WORK REQUIRED
Restate, word for word, each record that follows.
+===+
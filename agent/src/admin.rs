// agent/src/admin.rs
//
// Narrow RCON surface: player count, server-wide messages, world save.

use regex::Regex;
use serde::Serialize;
use std::sync::{Arc, LazyLock};
use tracing::debug;

use crate::sys::secrets::AdminSecret;
use crate::sys::traits::{OptionStore, RconTarget, RconTransport};

static PLAYERS_CONNECTED: LazyLock<Regex> =
    LazyLock::new(|| Regex::new(r"Players connected \((\d+)\)").expect("static regex"));

/// Outcome of a remote-administration call. `Unavailable` is never zero.
#[derive(Debug, Clone, PartialEq, Eq, Serialize)]
#[serde(rename_all = "snake_case")]
pub enum AdminQueryResult<T> {
    Available(T),
    Unavailable,
}

impl<T> AdminQueryResult<T> {
    pub fn available(self) -> Option<T> {
        match self {
            AdminQueryResult::Available(v) => Some(v),
            AdminQueryResult::Unavailable => None,
        }
    }

    pub fn is_available(&self) -> bool {
        matches!(self, AdminQueryResult::Available(_))
    }
}

/// `Players connected (N): ...` -> N.
pub fn parse_player_count(reply: &str) -> Option<u32> {
    PLAYERS_CONNECTED.captures(reply)?.get(1)?.as_str().parse().ok()
}

fn parse_port(value: &str) -> Option<u16> {
    value.trim().parse::<u16>().ok().filter(|p| *p != 0)
}

pub struct AdminChannel {
    options: Arc<dyn OptionStore>,
    transport: Arc<dyn RconTransport>,
}

impl AdminChannel {
    pub fn new(options: Arc<dyn OptionStore>, transport: Arc<dyn RconTransport>) -> Self {
        Self { options, transport }
    }

    /// Both an RCON port and an RCON password are configured.
    pub async fn is_enabled(&self) -> bool {
        self.target().await.is_some()
    }

    async fn target(&self) -> Option<RconTarget> {
        let port = self.options.get("RCON Port").await.as_deref().and_then(parse_port)?;
        let password = self.options.get("RCON Password").await.filter(|p| !p.is_empty())?;
        Some(RconTarget { port, password: AdminSecret::new(password) })
    }

    /// Every operation funnels through here; nothing past this point raises.
    pub async fn send_administrative_command(&self, command: &str) -> AdminQueryResult<String> {
        let Some(target) = self.target().await else {
            debug!(command, "RCON not configured, skipping call");
            return AdminQueryResult::Unavailable;
        };

        match self.transport.call(&target, command).await {
            Ok(reply) => AdminQueryResult::Available(reply),
            Err(e) => {
                debug!(command, port = target.port, error = %e, "RCON call failed");
                AdminQueryResult::Unavailable
            }
        }
    }

    pub async fn get_player_count(&self) -> AdminQueryResult<u32> {
        match self.send_administrative_command("players").await {
            AdminQueryResult::Available(reply) => match parse_player_count(&reply) {
                Some(count) => AdminQueryResult::Available(count),
                None => {
                    debug!(reply = %reply.trim(), "unrecognised players reply");
                    AdminQueryResult::Unavailable
                }
            },
            AdminQueryResult::Unavailable => AdminQueryResult::Unavailable,
        }
    }

    pub async fn broadcast(&self, message: &str) -> AdminQueryResult<()> {
        let command = format!("/servermsg {}", message);
        self.send_administrative_command(&command).await.map_unit()
    }

    pub async fn save_world(&self) -> AdminQueryResult<()> {
        self.send_administrative_command("save").await.map_unit()
    }

    pub async fn get_configured_port(&self) -> Option<u16> {
        self.options.get("Default Port").await.as_deref().and_then(parse_port)
    }

    pub async fn get_max_players(&self) -> Option<u32> {
        self.options.get("Max Players").await?.trim().parse().ok()
    }

    pub async fn get_public_name(&self) -> Option<String> {
        self.options.get("Public Name").await
    }
}

impl AdminQueryResult<String> {
    fn map_unit(self) -> AdminQueryResult<()> {
        match self {
            AdminQueryResult::Available(_) => AdminQueryResult::Available(()),
            AdminQueryResult::Unavailable => AdminQueryResult::Unavailable,
        }
    }
}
+===+
PROBLEM SOLUTION
filename agent/src/admin.rs
// agent/src/admin.rs
//
// Narrow RCON surface: player count, server-wide messages, world save.

use regex::Regex;
use serde::Serialize;
use std::sync::{Arc, LazyLock};
use tracing::debug;

use crate::sys::secrets::AdminSecret;
use crate::sys::traits::{OptionStore, RconTarget, RconTransport};

static PLAYERS_CONNECTED: LazyLock<Regex> =
    LazyLock::new(|| Regex::new(r"Players connected \((\d+)\)").expect("static regex"));

/// Outcome of a remote-administration call. `Unavailable` is never zero.
#[derive(Debug, Clone, PartialEq, Eq, Serialize)]
#[serde(rename_all = "snake_case")]
pub enum AdminQueryResult<T> {
    Available(T),
    Unavailable,
}

impl<T> AdminQueryResult<T> {
    pub fn available(self) -> Option<T> {
        match self {
            AdminQueryResult::Available(v) => Some(v),
            AdminQueryResult::Unavailable => None,
        }
    }

    pub fn is_available(&self) -> bool {
        matches!(self, AdminQueryResult::Available(_))
    }
}

/// `Players connected (N): ...` -> N.
pub fn parse_player_count(reply: &str) -> Option<u32> {
    PLAYERS_CONNECTED.captures(reply)?.get(1)?.as_str().parse().ok()
}

fn parse_port(value: &str) -> Option<u16> {
    value.trim().parse::<u16>().ok().filter(|p| *p != 0)
}

pub struct AdminChannel {
    options: Arc<dyn OptionStore>,
    transport: Arc<dyn RconTransport>,
}

impl AdminChannel {
    pub fn new(options: Arc<dyn OptionStore>, transport: Arc<dyn RconTransport>) -> Self {
        Self { options, transport }
    }

    /// Both an RCON port and an RCON password are configured.
    pub async fn is_enabled(&self) -> bool {
        self.target().await.is_some()
    }

    async fn target(&self) -> Option<RconTarget> {
        let port = self.options.get("RCON Port").await.as_deref().and_then(parse_port)?;
        let password = self.options.get("RCON Password").await.filter(|p| !p.is_empty())?;
        Some(RconTarget { port, password: AdminSecret::new(password) })
    }

    /// Every operation funnels through here; nothing past this point raises.
    pub async fn send_administrative_command(&self, command: &str) -> AdminQueryResult<String> {
        let Some(target) = self.target().await else {
            debug!(command, "RCON not configured, skipping call");
            return AdminQueryResult::Unavailable;
        };

        match self.transport.call(&target, command).await {
            Ok(reply) => AdminQueryResult::Available(reply),
            Err(e) => {
                debug!(command, port = target.port, error = %e, "RCON call failed");
                AdminQueryResult::Unavailable
            }
        }
    }

    pub async fn get_player_count(&self) -> AdminQueryResult<u32> {
        match self.send_administrative_command("players").await {
            AdminQueryResult::Available(reply) => match parse_player_count(&reply) {
                Some(count) => AdminQueryResult::Available(count),
                None => {
                    debug!(reply = %reply.trim(), "unrecognised players reply");
                    AdminQueryResult::Unavailable
                }
            },
            AdminQueryResult::Unavailable => AdminQueryResult::Unavailable,
        }
    }

    pub async fn broadcast(&self, message: &str) -> AdminQueryResult<()> {
        let command = format!("/servermsg {}", message);
        self.send_administrative_command(&command).await.map_unit()
    }

    pub async fn save_world(&self) -> AdminQueryResult<()> {
        self.send_administrative_command("save").await.map_unit()
    }

    pub async fn get_configured_port(&self) -> Option<u16> {
        self.options.get("Default Port").await.as_deref().and_then(parse_port)
    }

    pub async fn get_max_players(&self) -> Option<u32> {
        self.options.get("Max Players").await?.trim().parse().ok()
    }

    pub async fn get_public_name(&self) -> Option<String> {
        self.options.get("Public Name").await
    }
}

impl AdminQueryResult<String> {
    fn map_unit(self) -> AdminQueryResult<()> {
        match self {
            AdminQueryResult::Available(_) => AdminQueryResult::Available(()),
            AdminQueryResult::Unavailable => AdminQueryResult::Unavailable,
        }
    }
}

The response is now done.